Endothelin‐1 Induced Elevation of Superoxide Anion Production in Differentiated Pheochromocytoma (PC12) cells is Derived from the Upregulation of NAD(P)H Oxidase

Abstract

Plasma levels of the vasoconstrictor peptide endothelin-1 (ET-1) are elevated in salt sensitive hypertension. ET-1 induces superoxide generation in sympathetic ganglion neurons via an action on NAD(P)H oxidase. Superoxide anion levels are elevated in sympathetic neurons in hypertension. In this study, we tested the hypothesis that the increased NAD(P)H oxidase expression is the source of the increased ·O2·− in PC12 cells.

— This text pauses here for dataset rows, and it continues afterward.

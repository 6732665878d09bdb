//! Price Feed Port
//!
//! USD pricing for the position monitor, decoupled from the swap flow
//! so exits can be driven by scripted sequences in tests.

use async_trait::async_trait;
use thiserror::Error;

/// Price feed error type
#[derive(Error, Debug)]
pub enum PriceFeedError {
    #[error("price lookup failed: {0}")]
    LookupFailed(String),
}

/// USD price source for a token
#[async_trait]
pub trait PriceFeedPort: Send + Sync {
    /// Current USD price of one whole token. A zero return means the
    /// feed had no answer this round; callers treat it as transient.
    async fn usd_price(&self, token: &str, decimals: u8) -> Result<f64, PriceFeedError>;
}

Using western blotting, we measured the protein expression levels of NAD(P)H oxidase subunits p22phox, p47phox and the small GTPase rac-1 in one week NGF-differentiated PC12 cells treated with ET-1 (100nM) for 30minutes up to 7 days. ET-1 treatment increased protein expression of all of the NAD(P)H oxidase subunits compared with normal controls. The elevation of the protein expression peaked at 24 hours after the introduction of ET-1 to the culture medium. These data suggested that the elevation of · O2·−production observed in ET-1 treated PC12 cells are derived from the upregulation of NAD(P)H oxidase protein expression. This might reflect the role of neuronal NAD(P)H oxidase system in the sympathetic ganglion neurons’ ET-1 signaling in hypertension.